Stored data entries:
//! End-to-end tests of the processing pipeline through the public API.

use proptest::prelude::*;
use svgrab::{
    ProcessingOptions, ProcessingResult, SvgError, component_name, generate_component,
    optimize_markup, parse_svg, process,
};

fn all_off() -> ProcessingOptions {
    ProcessingOptions {
        optimize: false,
        remove_comments: false,
        remove_defs: false,
        remove_metadata: false,
        remove_empty_attrs: false,
        convert_colors: false,
        target_size: None,
    }
}

/// Everything switched off re-emits the markup unchanged.
#[test]
fn test_unoptimized_roundtrip() {
    let svg = r##"<svg xmlns="http://www.w3.org/2000/svg" viewBox="0 0 24 24">
  <!-- keep me -->
  <metadata>generator</metadata>
  <g fill="#ABC" class="">
    <path d="M0 0h24v24H0z"/>
  </g>
</svg>"##;

    let result = process(svg, &all_off());
    assert_eq!(result.svg(), Some(svg));
}

/// Default options remove comments and metadata and minify.
#[test]
fn test_default_options() {
    let svg = r#"<?xml version="1.0" encoding="UTF-8"?>
<svg xmlns="http://www.w3.org/2000/svg" xmlns:xlink="http://www.w3.org/1999/xlink" version="1.1" viewBox="0 0 24 24">
  <!-- Generator: Sketch -->
  <metadata>generator</metadata>
  <defs><linearGradient id="a"/></defs>
  <g style="fill: red; stroke: none">
    <path d="M0 0h24v24H0z"/>
  </g>
</svg>"#;

    let result = process(svg, &ProcessingOptions::default());
    assert_eq!(
        result.svg(),
        Some(
            r#"<svg xmlns="http://www.w3.org/2000/svg" viewBox="0 0 24 24"><defs><linearGradient id="a"/></defs><g style="fill:red;stroke:none"><path d="M0 0h24v24H0z"/></g></svg>"#
        )
    );

    let stats = result.stats().unwrap();
    assert_eq!(stats.paths, 1);
    assert_eq!(stats.groups, 1);
    assert_eq!(stats.original_size, result.svg().unwrap().len());
}

/// Every stage enabled at once.
#[test]
fn test_all_stages() {
    let svg = r#"<svg viewBox="0 0 50 100" id="">
  <metadata/>
  <defs><clipPath id="c"/></defs>
  <path fill="white" stroke="" d="M0 0"/>
</svg>"#;
    let options = ProcessingOptions {
        remove_defs: true,
        remove_empty_attrs: true,
        convert_colors: true,
        target_size: Some(20.0),
        ..ProcessingOptions::default()
    };

    let result = process(svg, &options);
    assert_eq!(
        result.svg(),
        Some(r##"<svg viewBox="0 0 50 100" width="10" height="20"><path fill="#ffffff" d="M0 0"/></svg>"##)
    );
}

/// Faults inside a stage become failures carrying the input.
#[test]
fn test_stage_failures() {
    let svg = r#"<svg><path fill="nonsense"/></svg>"#;

    let colors = ProcessingOptions {
        convert_colors: true,
        ..ProcessingOptions::default()
    };
    match process(svg, &colors) {
        ProcessingResult::Failure {
            error: SvgError::ColorResolution { value, .. },
            original_svg,
        } => {
            assert_eq!(value, "nonsense");
            assert_eq!(original_svg, svg);
        }
        other => panic!("unexpected result: {other:?}"),
    }

    let resize = ProcessingOptions {
        target_size: Some(16.0),
        ..ProcessingOptions::default()
    };
    assert!(matches!(
        process(svg, &resize).error(),
        Some(SvgError::MissingViewBox)
    ));
}

/// The component generator on a small icon.
#[test]
fn test_component_generation() {
    let out = generate_component(r#"<svg class="icon-a"><path d="M0 0"/></svg>"#, "Icon1").unwrap();
    assert!(out.contains("className="));
    assert!(!out.contains("class="));
    assert!(out.contains("Icon1"));
    assert!(out.contains("<svg className={className}"));
}

#[test]
fn test_component_names() {
    assert_eq!(component_name(0), "Icon1");
    assert_eq!(component_name(4), "Icon5");
}

/// Processed markup feeds the generator.
#[test]
fn test_process_then_generate() {
    let raw = "<svg viewBox=\"0 0 16 16\">\n  <!-- x -->\n  <path stroke-width=\"2\" d=\"M1 1\"/>\n</svg>";
    let result = process(raw, &ProcessingOptions::default());
    let out = generate_component(result.svg().unwrap(), &component_name(2)).unwrap();
    assert!(out.contains("function Icon3("));
    assert!(out.contains(r#"<svg className={className} viewBox="0 0 16 16"><path strokeWidth="2" d="M1 1"/></svg>"#));
}

fn markup() -> impl Strategy<Value = String> {
    proptest::string::string_regex(r#"[<>!?a-z =":;/\t\n-]{0,80}"#).unwrap()
}

fn non_svg_markup() -> impl Strategy<Value = String> {
    prop_oneof![
        proptest::string::string_regex(r"[a-z0-9 .,]{0,40}").unwrap(),
        proptest::string::string_regex(r"(<(div|p|g|path|span)/>){1,4}").unwrap(),
        proptest::string::string_regex(r"<div>(<p/>|text){0,3}</div>").unwrap(),
    ]
}

proptest! {
    #[test]
    fn prop_optimize_is_idempotent(m in markup()) {
        let once = optimize_markup(&m);
        prop_assert_eq!(optimize_markup(&once), once);
    }

    #[test]
    fn prop_optimized_svg_reparses(w in 1u32..500, h in 1u32..500) {
        let svg = format!("<svg viewBox=\"0 0 {w} {h}\">\n  <!-- c -->\n  <g>\n    <rect width=\"{w}\" height=\"{h}\"/>\n  </g>\n</svg>");
        let result = process(&svg, &ProcessingOptions::default());
        let out = result.svg().unwrap();
        prop_assert!(parse_svg(out).is_ok());
        prop_assert_eq!(optimize_markup(out), out);
    }

    #[test]
    fn prop_missing_svg_is_invalid(m in non_svg_markup()) {
        match process(&m, &ProcessingOptions::default()) {
            ProcessingResult::Failure { error, original_svg } => {
                prop_assert_eq!(error.to_string(), "Invalid SVG");
                prop_assert_eq!(original_svg, m);
            }
            other => prop_assert!(false, "expected failure, got {:?}", other),
        }
    }

    #[test]
    fn prop_resize_preserves_aspect(w in 1u32..2000, h in 1u32..2000, t in 1u32..1024) {
        let svg = format!(r#"<svg viewBox="0 0 {w} {h}"/>"#);
        let options = ProcessingOptions { target_size: Some(f64::from(t)), ..all_off() };
        let result = process(&svg, &options);
        let doc = parse_svg(result.svg().unwrap()).unwrap();
        let width: f64 = doc.root.get_attr("width").unwrap().parse().unwrap();
        let height: f64 = doc.root.get_attr("height").unwrap().parse().unwrap();
        let (w, h, t) = (f64::from(w), f64::from(h), f64::from(t));

        if w >= h {
            prop_assert_eq!(width, t);
            prop_assert!((height - t * h / w).abs() <= 1e-9 * t);
        } else {
            prop_assert_eq!(height, t);
            prop_assert!((width - t * w / h).abs() <= 1e-9 * t);
        }
    }
}
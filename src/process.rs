//! One-shot processing of a single SVG: parse, sanitize, optimize, measure.

use log::{debug, warn};
use serde::{Serialize, Serializer};

use crate::ProcessingOptions;
use crate::error::SvgError;
use crate::optimize::optimize_markup;
use crate::parse::parse_svg;
use crate::sanitize::sanitize;
use crate::serialize::serialize;
use crate::stats::{Stats, stats};

/// Outcome of [`process`].
///
/// A failure always carries the untouched input; a success carries stats
/// computed from its final `svg`.
#[derive(Debug, Serialize)]
#[serde(tag = "status", rename_all = "camelCase")]
pub enum ProcessingResult {
    Success { svg: String, stats: Stats },
    #[serde(rename_all = "camelCase")]
    Failure {
        #[serde(serialize_with = "serialize_display")]
        error: SvgError,
        original_svg: String,
    },
}

impl ProcessingResult {
    pub fn is_success(&self) -> bool {
        matches!(self, Self::Success { .. })
    }

    /// The processed markup, if processing succeeded.
    pub fn svg(&self) -> Option<&str> {
        match self {
            Self::Success { svg, .. } => Some(svg),
            Self::Failure { .. } => None,
        }
    }

    pub fn stats(&self) -> Option<&Stats> {
        match self {
            Self::Success { stats, .. } => Some(stats),
            Self::Failure { .. } => None,
        }
    }

    pub fn error(&self) -> Option<&SvgError> {
        match self {
            Self::Success { .. } => None,
            Self::Failure { error, .. } => Some(error),
        }
    }
}

fn serialize_display<S: Serializer>(error: &SvgError, serializer: S) -> Result<S::Ok, S::Error> {
    serializer.collect_str(error)
}

/// Process one raw SVG string.
///
/// Never fails: every fault raised by parsing or a sanitization stage comes
/// back as [`ProcessingResult::Failure`] together with `raw_svg`.
pub fn process(raw_svg: &str, options: &ProcessingOptions) -> ProcessingResult {
    match try_process(raw_svg, options) {
        Ok((svg, stats)) => {
            debug!(
                "processed svg: {} -> {} bytes",
                raw_svg.len(),
                stats.original_size
            );
            ProcessingResult::Success { svg, stats }
        }
        Err(error) => {
            warn!("failed to process svg: {error}");
            ProcessingResult::Failure {
                error,
                original_svg: raw_svg.to_string(),
            }
        }
    }
}

fn try_process(raw_svg: &str, options: &ProcessingOptions) -> Result<(String, Stats), SvgError> {
    let mut doc = parse_svg(raw_svg)?;
    sanitize(&mut doc, options)?;

    let markup = serialize(&doc);
    let svg = if options.optimize {
        optimize_markup(&markup)
    } else {
        markup
    };

    let stats = stats(&svg);
    Ok((svg, stats))
}

#[cfg(test)]
mod tests {
    use super::*;

    #[test]
    fn test_success_with_defaults() {
        let raw = "<svg viewBox=\"0 0 10 10\">\n  <!-- c -->\n  <metadata>m</metadata>\n  <path d=\"M0 0\"/>\n</svg>";
        let result = process(raw, &ProcessingOptions::default());
        assert_eq!(result.svg(), Some(r#"<svg viewBox="0 0 10 10"><path d="M0 0"/></svg>"#));
        let stats = result.stats().unwrap();
        assert_eq!(stats.original_size, stats.optimized_size);
        assert_eq!(stats.paths, 1);
    }

    #[test]
    fn test_invalid_svg_keeps_original() {
        let raw = "<div>nope</div>";
        let result = process(raw, &ProcessingOptions::default());
        match result {
            ProcessingResult::Failure {
                error,
                original_svg,
            } => {
                assert_eq!(error.to_string(), "Invalid SVG");
                assert_eq!(original_svg, raw);
            }
            other => panic!("expected failure, got {other:?}"),
        }
    }

    #[test]
    fn test_stage_fault_becomes_failure() {
        let options = ProcessingOptions {
            target_size: Some(32.0),
            ..ProcessingOptions::default()
        };
        let result = process("<svg><path/></svg>", &options);
        assert!(matches!(result.error(), Some(SvgError::MissingViewBox)));
    }

    #[test]
    fn test_unoptimized_output_keeps_layout() {
        let options = ProcessingOptions {
            optimize: false,
            ..ProcessingOptions::default()
        };
        let raw = "<svg>\n  <path d=\"M0 0\"/>\n</svg>";
        let result = process(raw, &options);
        assert_eq!(result.svg(), Some(raw));
        // stats still measure what the optimizer would save
        let stats = result.stats().unwrap();
        assert!(stats.optimized_size < stats.original_size);
    }

    #[test]
    fn test_result_json_shape() {
        let ok = serde_json::to_value(process("<svg/>", &ProcessingOptions::default())).unwrap();
        assert_eq!(ok["status"], "success");
        assert_eq!(ok["svg"], "<svg/>");
        assert_eq!(ok["stats"]["originalSize"], 6);

        let err = serde_json::to_value(process("x", &ProcessingOptions::default())).unwrap();
        assert_eq!(err["status"], "failure");
        assert_eq!(err["error"], "Invalid SVG");
        assert_eq!(err["originalSvg"], "x");
    }
}
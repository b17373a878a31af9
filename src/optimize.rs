//! Textual markup optimizer.
//!
//! Works on markup text rather than on a [`Document`](crate::Document):
//! it only touches whitespace and a fixed set of removable tokens, never
//! element or attribute structure.

use std::borrow::Cow;
use std::sync::LazyLock;

use regex::{Captures, Regex};

static RE_WHITESPACE: LazyLock<Regex> = LazyLock::new(|| Regex::new(r"[\t\n\r\x0C ]+").unwrap());
static RE_COMMENT: LazyLock<Regex> = LazyLock::new(|| Regex::new(r"(?s)<!--.*?-->").unwrap());
static RE_DOCTYPE: LazyLock<Regex> = LazyLock::new(|| Regex::new(r"<!DOCTYPE[^>]*>").unwrap());
static RE_XML_DECL: LazyLock<Regex> =
    LazyLock::new(|| Regex::new(r"(?s)<\?xml(?:\s.*?)?\?>").unwrap());
static RE_VERSION_ATTR: LazyLock<Regex> =
    LazyLock::new(|| Regex::new(r#" version="[^"]*""#).unwrap());
static RE_XLINK_NS: LazyLock<Regex> =
    LazyLock::new(|| Regex::new(r#" xmlns:xlink="[^"]*""#).unwrap());
static RE_STYLE_ATTR: LazyLock<Regex> = LazyLock::new(|| Regex::new(r#"style="[^"]*""#).unwrap());

/// Minify SVG markup.
///
/// In order: whitespace runs become one space, whitespace between tags is
/// dropped, comments/DOCTYPE/XML declaration and `version`/`xmlns:xlink`
/// attributes are stripped, and spaces after `:` and `;` inside `style`
/// values are removed. The pass repeats until nothing changes, so
/// `optimize_markup(&optimize_markup(m)) == optimize_markup(m)`.
pub fn optimize_markup(markup: &str) -> String {
    let mut out = optimize_pass(markup);

    // A removal can splice together a new removable token.
    loop {
        let next = optimize_pass(&out);
        if next == out {
            return out;
        }
        out = next;
    }
}

fn optimize_pass(markup: &str) -> String {
    let out = collapse(markup);
    let out = strip_tokens(&out);
    // Stripping can leave double spaces or `> <` behind.
    let out = collapse(&out);
    compact_styles(&out).into_owned()
}

fn collapse(markup: &str) -> String {
    let spaced = RE_WHITESPACE.replace_all(markup, " ");
    spaced.replace("> <", "><")
}

fn strip_tokens(markup: &str) -> String {
    let out = RE_COMMENT.replace_all(markup, "");
    let out = RE_DOCTYPE.replace_all(&out, "");
    let out = RE_XML_DECL.replace_all(&out, "");
    let out = RE_VERSION_ATTR.replace_all(&out, "");
    RE_XLINK_NS.replace_all(&out, "").into_owned()
}

fn compact_styles(markup: &str) -> Cow<'_, str> {
    RE_STYLE_ATTR.replace_all(markup, |caps: &Captures| {
        caps[0].replace(": ", ":").replace("; ", ";")
    })
}

#[cfg(test)]
mod tests {
    use super::*;

    #[test]
    fn test_collapses_whitespace() {
        let svg = "<svg>\n\t<g>\n    <path d=\"M0   0\"/>\n  </g>\n</svg>";
        assert_eq!(optimize_markup(svg), r#"<svg><g><path d="M0 0"/></g></svg>"#);
    }

    #[test]
    fn test_strips_prolog_and_comments() {
        let svg = r#"<?xml version="1.0" encoding="UTF-8"?>
<!DOCTYPE svg PUBLIC "-//W3C//DTD SVG 1.1//EN" "http://www.w3.org/Graphics/SVG/1.1/DTD/svg11.dtd">
<!-- Generator: Sketch -->
<svg><!-- inner --><rect/></svg>"#;
        assert_eq!(optimize_markup(svg), "<svg><rect/></svg>");
    }

    #[test]
    fn test_strips_version_and_xlink_namespace() {
        let svg = r#"<svg xmlns="http://www.w3.org/2000/svg" version="1.1" xmlns:xlink="http://www.w3.org/1999/xlink" data-version="3"/>"#;
        assert_eq!(
            optimize_markup(svg),
            r#"<svg xmlns="http://www.w3.org/2000/svg" data-version="3"/>"#
        );
    }

    #[test]
    fn test_compacts_style_values_only() {
        let svg = r#"<svg><text style="fill: red; stroke: blue">a: b; c</text></svg>"#;
        assert_eq!(
            optimize_markup(svg),
            r#"<svg><text style="fill:red;stroke:blue">a: b; c</text></svg>"#
        );
    }

    #[test]
    fn test_comment_inside_text_leaves_single_space() {
        let svg = "<svg><text>a <!-- x --> b</text></svg>";
        assert_eq!(optimize_markup(svg), "<svg><text>a b</text></svg>");
    }

    #[test]
    fn test_spliced_comment_is_removed() {
        assert_eq!(optimize_markup("<svg><!-<!---->-->x</svg>"), "<svg>x</svg>");
    }

    #[test]
    fn test_style_compaction_splice() {
        let svg = r#"<svg style="<!-: -->"/>"#;
        let once = optimize_markup(svg);
        assert_eq!(optimize_markup(&once), once);
    }

    #[test]
    fn test_no_matches_is_unchanged() {
        assert_eq!(optimize_markup("<svg/>"), "<svg/>");
        assert_eq!(optimize_markup(""), "");
    }

    #[test]
    fn test_idempotent() {
        let inputs = [
            "<svg version=\"1.1\">\n  <g style=\"a: b;  c: d\"> <!-- c --> </g>\n</svg>",
            "<svg> x  <!-- a --> y </svg>",
            "<?xml version=\"1.0\"?>\n<svg/>",
        ];
        for input in inputs {
            let once = optimize_markup(input);
            assert_eq!(optimize_markup(&once), once, "input: {input}");
        }
    }
}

# Try it:
Filter the data above down to lines with the word "from", and copy them.

# Final answer:
        let options = ProcessingOptions { target_size: Some(f64::from(t)), ..all_off() };
        let (w, h, t) = (f64::from(w), f64::from(h), f64::from(t));
/// computed from its final `svg`.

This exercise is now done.